Sor Juana llegó a Cubas con 15 años, vestida de hombre. Se había escapado de casa para evitar que sus padres la casaran, y poder consagrarse a Dios. Por aquel entonces, no existía el convento; sólo un grupo de mujeres piadosas que atendía el santuario. Una década después, comenzó sus famosas predicaciones. Llegó a hablar durante horas, y a veces en idiomas que no conocía, como el vasco y el árabe. Hablaba –decía ella– para «fortalecer la fe de los sencillos», pero terminó atrayendo al mismo emperador.

El cardenal Cisneros, arzobispo de Toledo, la valoraba mucho y erigió en Cubas un convento de la Orden Tercera Franciscana, con Regla propia orientada a la educación de niñas. También le concedió el privilegio de beneficio: «Como abadesa –explica el Postulador–, le encomendó la parroquia de Cubas». En su mano estaban la jurisdicción y la cura de almas, y un capellán celebraba los sacramentos. Un privilegio inusual, pero no único. Lo tuvo también, entre otras, la abadesa de Las Huelgas, en el siglo XII.

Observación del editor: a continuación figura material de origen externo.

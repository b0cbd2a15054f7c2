//! src/notify/smtp.rs
use crate::notify::{Correspondent, Notification, NotificationError, Notifier};
use anyhow::Context;
use async_trait::async_trait;
use lettre::message::{header::ContentType, Mailbox};
use lettre::transport::smtp::authentication::Credentials;
use lettre::{AsyncSmtpTransport, AsyncTransport, Message, Tokio1Executor};
use secrecy::{ExposeSecret, Secret};

/// Delivers notifications to the operator's mailbox over SMTP.
pub struct SmtpNotifier {
    transport: AsyncSmtpTransport<Tokio1Executor>,
    sender: Mailbox,
    operator: Mailbox,
}

impl SmtpNotifier {
    /// With `starttls` unset the connection is plain text, which is only fit for a local relay.
    pub fn new(
        host: &str,
        port: u16,
        starttls: bool,
        credentials: Option<(String, Secret<String>)>,
        sender: &Correspondent,
        operator: &Correspondent,
    ) -> Result<Self, anyhow::Error> {
        let mut builder = if starttls {
            AsyncSmtpTransport::<Tokio1Executor>::starttls_relay(host)
                .with_context(|| format!("Failed to set up a STARTTLS relay to {}", host))?
        } else {
            AsyncSmtpTransport::<Tokio1Executor>::builder_dangerous(host)
        };
        builder = builder.port(port);

        if let Some((username, password)) = credentials {
            builder = builder.credentials(Credentials::new(
                username,
                password.expose_secret().to_owned(),
            ));
        }

        Ok(Self {
            transport: builder.build(),
            sender: mailbox(sender).context("Invalid sender address")?,
            operator: mailbox(operator).context("Invalid operator address")?,
        })
    }

    fn message(&self, notification: &Notification) -> Result<Message, NotificationError> {
        let mut builder = Message::builder()
            .from(self.sender.clone())
            .to(self.operator.clone())
            .subject(notification.subject.as_str())
            .header(ContentType::TEXT_PLAIN);

        // The visitor's address only passed the simple two-part check, which is looser than RFC 5322.
        match mailbox(&notification.reply_to) {
            Ok(reply_to) => builder = builder.reply_to(reply_to),
            Err(e) => tracing::warn!(
                error.cause_chain = ?e,
                "Sending notification without a reply-to address"
            ),
        }

        builder
            .body(notification.body.clone())
            .map_err(|e| NotificationError::Build(e.into()))
    }
}

fn mailbox(correspondent: &Correspondent) -> Result<Mailbox, lettre::address::AddressError> {
    Ok(Mailbox::new(
        Some(correspondent.name.clone()),
        correspondent.email.parse()?,
    ))
}

#[async_trait]
impl Notifier for SmtpNotifier {
    #[tracing::instrument(name = "Sending a notification over SMTP", skip(self, notification))]
    async fn notify(&self, notification: &Notification) -> Result<(), NotificationError> {
        let message = self.message(notification)?;

        self.transport
            .send(message)
            .await
            .map_err(|e| NotificationError::Delivery(e.into()))?;

        Ok(())
    }
}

Este trato no fue muy bien acogido por el clero secular. A la muerte de Cisneros, algunos clérigos y religiosas intrigaron para que sor Juana fuera depuesta. Terminó siendo restituida, pero sus últimos años estuvieron marcados por esta persecución, y por una dolorosa enfermedad. «Su vida, que había tenido mucho reconocimiento, tuvo esta segunda parte de purificación». Como escribió Lope de Vega en el soneto dedicado a ella, «mas la virtud que en las ofensas crece,/ rompe la sombra que turbar procura/ su eterna claridad, y más segura/ con doblada corona resplandece».